La Iglesia católica en Argentina mantiene una base demográfica y organizativa de gran envergadura. Según las estadísticas eclesiásticas más recientes disponibles (datos «al 2024» en el anuario estadístico vaticano), Argentina cuenta con 43.170.000 católicos, 2.971 parroquias, 416 estaciones misioneras y 73 territorios eclesiásticos.

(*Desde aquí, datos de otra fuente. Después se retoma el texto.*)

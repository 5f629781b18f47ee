//! Engine configuration: TOML file loading, CLI overrides, and defaults.
//!
//! Resolution order (first found wins, values merge/override):
//! 1. CLI flags (`--config`, `--log-level`, etc.)
//! 2. `$PTREE_CONFIG` environment variable (path to config file)
//! 3. Project-local `.ptree.toml` in the current working directory
//! 4. Global `~/.config/ptree/config.toml`
//! 5. Built-in defaults

use std::collections::HashMap;
use std::path::{Path, PathBuf};

use serde::Deserialize;

use crate::fs::watcher::DEFAULT_DEBOUNCE_MS;
use crate::loader::DEFAULT_MAX_CONCURRENT_LISTINGS;

// ── Section configs ──────────────────────────────────────────────────────────

/// Directory loading settings.
#[derive(Debug, Clone, Deserialize, Default)]
#[serde(default)]
pub struct LoaderConfig {
    /// Directory listings allowed in flight at once.
    pub max_concurrent_listings: Option<usize>,
    /// Entry names skipped while loading and watching (e.g. ".git").
    pub ignore: Option<Vec<String>>,
}

/// MIME classification settings.
#[derive(Debug, Clone, Deserialize, Default)]
#[serde(default)]
pub struct MimeConfig {
    /// Extension → MIME type overrides.
    pub overrides: Option<HashMap<String, String>>,
}

/// Filesystem watcher settings.
#[derive(Debug, Clone, Deserialize, Default)]
#[serde(default)]
pub struct WatcherConfig {
    /// Keep the tree in sync with the filesystem.
    pub enabled: Option<bool>,
    /// Debounce interval in milliseconds.
    pub debounce_ms: Option<u64>,
}

/// Logging settings.
#[derive(Debug, Clone, Deserialize, Default)]
#[serde(default)]
pub struct LoggingConfig {
    /// `tracing-subscriber` filter directive, e.g. "info" or "project_tree=debug".
    pub filter: Option<String>,
}

/// Text rendering settings for the command-line host.
#[derive(Debug, Clone, Deserialize, Default)]
#[serde(default)]
pub struct ViewConfig {
    /// Box-drawing characters (false = ASCII fallback).
    pub use_unicode: Option<bool>,
}

// ── Top-level config ─────────────────────────────────────────────────────────

/// Top-level configuration.
///
/// All fields are optional so that partial configs from different sources
/// can be merged together (CLI overrides file, file overrides defaults).
#[derive(Debug, Clone, Deserialize, Default)]
#[serde(default)]
pub struct AppConfig {
    pub loader: LoaderConfig,
    pub mime: MimeConfig,
    pub watcher: WatcherConfig,
    pub logging: LoggingConfig,
    pub view: ViewConfig,
}

/// A merged config plus warnings for files that failed to read or parse.
///
/// Config is read before logging is installed, so warnings are handed back
/// for the caller to emit once it is.
#[derive(Debug, Clone, Default)]
pub struct LoadedConfig {
    pub config: AppConfig,
    pub warnings: Vec<String>,
}

// ── Config file locator ──────────────────────────────────────────────────────

/// Return the list of candidate config file paths in priority order.
///
/// Does NOT include the CLI `--config` path, which is handled separately.
fn candidate_paths() -> Vec<PathBuf> {
    let mut paths = Vec::new();

    // 1. $PTREE_CONFIG environment variable
    if let Ok(env_path) = std::env::var("PTREE_CONFIG") {
        paths.push(PathBuf::from(env_path));
    }

    // 2. Project-local `.ptree.toml` in CWD
    if let Ok(cwd) = std::env::current_dir() {
        paths.push(cwd.join(".ptree.toml"));
    }

    // 3. Global `~/.config/ptree/config.toml`
    if let Some(config_dir) = dirs::config_dir() {
        paths.push(config_dir.join("ptree").join("config.toml"));
    }

    paths
}

/// Try to read and parse a TOML config file.
///
/// `Ok(None)` if the file doesn't exist, `Err` with a message if it exists
/// but can't be read or doesn't parse.
fn load_file(path: &Path) -> Result<Option<AppConfig>, String> {
    let content = match std::fs::read_to_string(path) {
        Ok(c) => c,
        Err(e) if e.kind() == std::io::ErrorKind::NotFound => return Ok(None),
        Err(e) => {
            return Err(format!(
                "failed to read config file {}: {}",
                path.display(),
                e
            ))
        }
    };
    toml::from_str::<AppConfig>(&content)
        .map(Some)
        .map_err(|e| format!("failed to parse config file {}: {}", path.display(), e))
}

// ── Merge logic ──────────────────────────────────────────────────────────────

impl AppConfig {
    /// Merge `other` on top of `self`; `other`'s `Some` values win.
    pub fn merge(self, other: &AppConfig) -> AppConfig {
        AppConfig {
            loader: LoaderConfig {
                max_concurrent_listings: other
                    .loader
                    .max_concurrent_listings
                    .or(self.loader.max_concurrent_listings),
                ignore: other.loader.ignore.clone().or(self.loader.ignore),
            },
            mime: MimeConfig {
                overrides: match (self.mime.overrides, &other.mime.overrides) {
                    (Some(mut base), Some(over)) => {
                        base.extend(over.iter().map(|(k, v)| (k.clone(), v.clone())));
                        Some(base)
                    }
                    (base, None) => base,
                    (None, Some(over)) => Some(over.clone()),
                },
            },
            watcher: WatcherConfig {
                enabled: other.watcher.enabled.or(self.watcher.enabled),
                debounce_ms: other.watcher.debounce_ms.or(self.watcher.debounce_ms),
            },
            logging: LoggingConfig {
                filter: other.logging.filter.clone().or(self.logging.filter),
            },
            view: ViewConfig {
                use_unicode: other.view.use_unicode.or(self.view.use_unicode),
            },
        }
    }

    /// Load the final merged configuration.
    ///
    /// `cli_config_path` is an explicit config file path from `--config`.
    /// `cli_overrides` are partial overrides derived from CLI flags.
    pub fn load(cli_config_path: Option<&Path>, cli_overrides: Option<&AppConfig>) -> LoadedConfig {
        let mut paths = candidate_paths();
        paths.reverse();
        if let Some(cli_path) = cli_config_path {
            paths.push(cli_path.to_path_buf());
        }
        Self::load_from(&paths, cli_overrides)
    }

    /// Merge files in `paths` (lowest priority first), then `cli_overrides`.
    fn load_from(paths: &[PathBuf], cli_overrides: Option<&AppConfig>) -> LoadedConfig {
        let mut loaded = LoadedConfig::default();

        for path in paths {
            match load_file(path) {
                Ok(Some(file_cfg)) => loaded.config = loaded.config.merge(&file_cfg),
                Ok(None) => {}
                Err(warning) => loaded.warnings.push(warning),
            }
        }

        // CLI flag overrides are highest priority.
        if let Some(overrides) = cli_overrides {
            loaded.config = loaded.config.merge(overrides);
        }

        loaded
    }

    // ── Convenience getters with built-in defaults ──────────────────────────

    /// Directory listings allowed in flight at once.
    pub fn max_concurrent_listings(&self) -> usize {
        self.loader
            .max_concurrent_listings
            .unwrap_or(DEFAULT_MAX_CONCURRENT_LISTINGS)
    }

    /// Entry names to skip.
    pub fn ignore_names(&self) -> Vec<String> {
        self.loader.ignore.clone().unwrap_or_default()
    }

    /// Extension → MIME overrides.
    pub fn mime_overrides(&self) -> HashMap<String, String> {
        self.mime.overrides.clone().unwrap_or_default()
    }

    /// Whether the watcher is enabled.
    pub fn watcher_enabled(&self) -> bool {
        self.watcher.enabled.unwrap_or(false)
    }

    /// Watcher debounce interval in milliseconds.
    pub fn debounce_ms(&self) -> u64 {
        self.watcher.debounce_ms.unwrap_or(DEFAULT_DEBOUNCE_MS)
    }

    /// Log filter directive from the config file, if any.
    pub fn log_filter(&self) -> Option<&str> {
        self.logging.filter.as_deref()
    }

    /// Whether to draw the tree with box-drawing characters.
    pub fn use_unicode(&self) -> bool {
        self.view.use_unicode.unwrap_or(true)
    }
}

// ── Tests ────────────────────────────────────────────────────────────────────
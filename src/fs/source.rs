use std::collections::HashMap;
use std::future::Future;
use std::io;
use std::path::{Path, PathBuf};
use std::time::Duration;

/// One entry of a directory listing.
#[derive(Debug, Clone, PartialEq, Eq)]
pub struct DirEntry {
    pub name: String,
    pub is_dir: bool,
    /// Extension without the leading dot, `None` when the name has none.
    pub extension: Option<String>,
}

impl DirEntry {
    pub fn file(name: impl Into<String>) -> Self {
        Self::new(name.into(), false)
    }

    pub fn dir(name: impl Into<String>) -> Self {
        Self::new(name.into(), true)
    }

    fn new(name: String, is_dir: bool) -> Self {
        let extension = Path::new(&name)
            .extension()
            .map(|e| e.to_string_lossy().to_string());
        Self {
            name,
            is_dir,
            extension,
        }
    }
}

/// Filesystem-like source the tree is populated from.
pub trait DataSource: Send + Sync + 'static {
    /// List a directory in the source's own enumeration order.
    fn list_entries(&self, path: &Path) -> impl Future<Output = io::Result<Vec<DirEntry>>> + Send;

    /// Read a file's bytes.
    fn read_content(&self, path: &Path) -> impl Future<Output = io::Result<Vec<u8>>> + Send;
}

/// `DataSource` backed by the local filesystem through `tokio::fs`.
#[derive(Debug, Default, Clone, Copy)]
pub struct FsSource;

impl DataSource for FsSource {
    async fn list_entries(&self, path: &Path) -> io::Result<Vec<DirEntry>> {
        let mut entries = Vec::new();
        let mut dir = tokio::fs::read_dir(path).await?;
        while let Some(entry) = dir.next_entry().await? {
            // Entries whose type cannot be read (vanished, broken links) are skipped.
            let file_type = match entry.file_type().await {
                Ok(t) => t,
                Err(error) => {
                    tracing::debug!(path = %entry.path().display(), %error, "skipping entry");
                    continue;
                }
            };
            let name = entry.file_name().to_string_lossy().to_string();
            entries.push(if file_type.is_dir() {
                DirEntry::dir(name)
            } else {
                DirEntry::file(name)
            });
        }
        Ok(entries)
    }

    async fn read_content(&self, path: &Path) -> io::Result<Vec<u8>> {
        tokio::fs::read(path).await
    }
}

#[derive(Debug, Clone)]
enum Listing {
    Entries(Vec<DirEntry>),
    Unreadable(io::ErrorKind),
}

/// In-memory `DataSource` for hosts that build trees from non-disk data,
/// and for tests.
#[derive(Debug, Default, Clone)]
pub struct MemorySource {
    listings: HashMap<PathBuf, Listing>,
    files: HashMap<PathBuf, Vec<u8>>,
    delays: HashMap<PathBuf, Duration>,
}

impl MemorySource {
    pub fn new() -> Self {
        Self::default()
    }

    /// Register a directory listing.
    pub fn with_dir(mut self, path: impl Into<PathBuf>, entries: Vec<DirEntry>) -> Self {
        self.listings.insert(path.into(), Listing::Entries(entries));
        self
    }

    /// Make listing `path` fail with `PermissionDenied`.
    pub fn with_unreadable(mut self, path: impl Into<PathBuf>) -> Self {
        self.listings
            .insert(path.into(), Listing::Unreadable(io::ErrorKind::PermissionDenied));
        self
    }

    /// Register file content for `read_content`.
    pub fn with_file(mut self, path: impl Into<PathBuf>, content: impl Into<Vec<u8>>) -> Self {
        self.files.insert(path.into(), content.into());
        self
    }

    /// Delay listing `path` by `delay`.
    pub fn with_delay(mut self, path: impl Into<PathBuf>, delay: Duration) -> Self {
        self.delays.insert(path.into(), delay);
        self
    }
}

impl DataSource for MemorySource {
    async fn list_entries(&self, path: &Path) -> io::Result<Vec<DirEntry>> {
        if let Some(delay) = self.delays.get(path) {
            tokio::time::sleep(*delay).await;
        }
        match self.listings.get(path) {
            Some(Listing::Entries(entries)) => Ok(entries.clone()),
            Some(Listing::Unreadable(kind)) => Err(io::Error::new(
                *kind,
                format!("cannot list {}", path.display()),
            )),
            None => Err(io::Error::new(
                io::ErrorKind::NotFound,
                format!("no such directory: {}", path.display()),
            )),
        }
    }

    async fn read_content(&self, path: &Path) -> io::Result<Vec<u8>> {
        self.files.get(path).cloned().ok_or_else(|| {
            io::Error::new(
                io::ErrorKind::NotFound,
                format!("no such file: {}", path.display()),
            )
        })
    }
}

Más allá de los números, esta presencia se expresa en una vida parroquial cotidiana y en estructuras pastorales adaptadas a contextos muy diversos: grandes ciudades, periferias urbanas, áreas rurales y regiones con mayores dificultades de acceso. La Iglesia también articula su acción a través de servicios e instituciones vinculadas a la caridad y a la promoción humana, en coherencia con la convicción de que la fe no debe quedar reducida a lo meramente privado, sino que impulsa el compromiso comunitario y social.1,2
La parroquia y la misión territorial
En el catolicismo argentino actual, la parroquia sigue siendo el centro estable de la evangelización ordinaria: allí se celebran los sacramentos, se organiza la catequesis y se sostiene la vida de comunidades que educan en la fe. Este modo de pensar la pastoral -priorizando la acción ordinaria en parroquias, escuelas, instituciones y movimientos- aparece como criterio relevante en la orientación que la Santa Sede dirigía a la Iglesia en Argentina hacia finales del siglo XX, destacando que los planes pastorales solo dan fruto si «descienden» a la acción diaria de las comunidades.3
En paralelo, las estaciones misioneras y otras formas de atención pastoral sostienen la presencia en lugares con menor densidad institucional, permitiendo que el Evangelio alcance también a comunidades alejadas de centros eclesiales. (Esta dimensión territorial se comprende dentro de la estructura estadística citada para 2024.)